Johan Krouthén (2 November 1858 – 19 December 1932) was a Swedish artist. He broke away from the traditions of the Swedish Academy, turning to Realism and Idealism. Immediately after his studies, he spent a few months in Paris and in Denmark where he associated with the Skagen Painters. Back in Sweden he painted pictures of gardens and portraits of local people.

==Early life==
Krouthén, the son of Conrad Krouthén, a merchant, and Hilda Atkins, was born in Linköping. The Krouthén family, from Norrköping, had worked for generations as pewterers.

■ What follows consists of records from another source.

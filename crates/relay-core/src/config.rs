//! Configuration management for the copyrelay system.

use crate::{Error, Result};
use serde::Deserialize;
use std::env;

/// Application configuration.
#[derive(Debug, Clone, Deserialize)]
pub struct Config {
    pub database: DatabaseConfig,
}

#[derive(Debug, Clone, Deserialize)]
pub struct DatabaseConfig {
    pub url: String,
    pub max_connections: u32,
    pub acquire_timeout_secs: u64,
}

impl Config {
    /// Load configuration from environment variables.
    pub fn from_env() -> Result<Self> {
        dotenvy::dotenv().ok();

        Ok(Self {
            database: DatabaseConfig {
                url: env::var("DATABASE_URL").map_err(|_| Error::Config {
                    message: "DATABASE_URL environment variable not set".to_string(),
                })?,
                max_connections: env::var("DATABASE_MAX_CONNECTIONS")
                    .ok()
                    .and_then(|s| s.parse().ok())
                    .unwrap_or(20),
                acquire_timeout_secs: env::var("DB_ACQUIRE_TIMEOUT_SECS")
                    .ok()
                    .and_then(|s| s.parse().ok())
                    .unwrap_or(30),
            },
        })
    }
}

#[cfg(test)]
mod tests {
    use super::*;

    #[test]
    fn test_defaults_applied() {
        std::env::set_var("DATABASE_URL", "postgres://localhost/copyrelay_test");
        std::env::remove_var("DATABASE_MAX_CONNECTIONS");
        let config = Config::from_env().unwrap();
        assert_eq!(config.database.max_connections, 20);
        assert_eq!(config.database.acquire_timeout_secs, 30);
    }
}
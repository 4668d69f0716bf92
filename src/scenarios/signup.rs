use tracing::info;

use crate::assertions::expect_status;
use crate::error::HarnessResult;
use crate::fixtures::signup;
use crate::models::TestUser;

use super::ScenarioContext;

// No account deletion endpoint exists, so nothing is torn down here.
pub async fn duplicate_identity(ctx: &ScenarioContext<'_>) -> HarnessResult<()> {
    let user = TestUser::generate("dup");

    let first = signup(ctx.client, &user).await?;
    expect_status(&first, &[200, 201], "first signup")?;
    info!(username = %user.username, "fresh identity accepted");

    let other = TestUser {
        password: "AnotherP@ssword123".to_string(),
        display_name: "Another User".to_string(),
        ..TestUser::generate("dupalt")
    };

    let same_email = TestUser {
        email: user.email.clone(),
        ..other.clone()
    };
    let response = signup(ctx.client, &same_email).await?;
    expect_status(&response, &[400, 409], "signup with duplicate email")?;

    let same_username = TestUser {
        username: user.username.clone(),
        ..other
    };
    let response = signup(ctx.client, &same_username).await?;
    expect_status(&response, &[400, 409], "signup with duplicate username")?;

    Ok(())
}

When he was 14, Krouthén left school and started an apprenticeship with Svante Leonard Rydholm, a photographer and artist, where he learnt the basic skills of both painting and photography. In 1875, at the age 16, he joined the Royal Swedish Academy of Arts in Stockholm where he studied drawing, portrait painting and landscaping. In addition to his education at the Academy, he was also taught by Swedish artist Edvard Perséus, who was skeptical of formal instruction and encouraged his students to paint naturally.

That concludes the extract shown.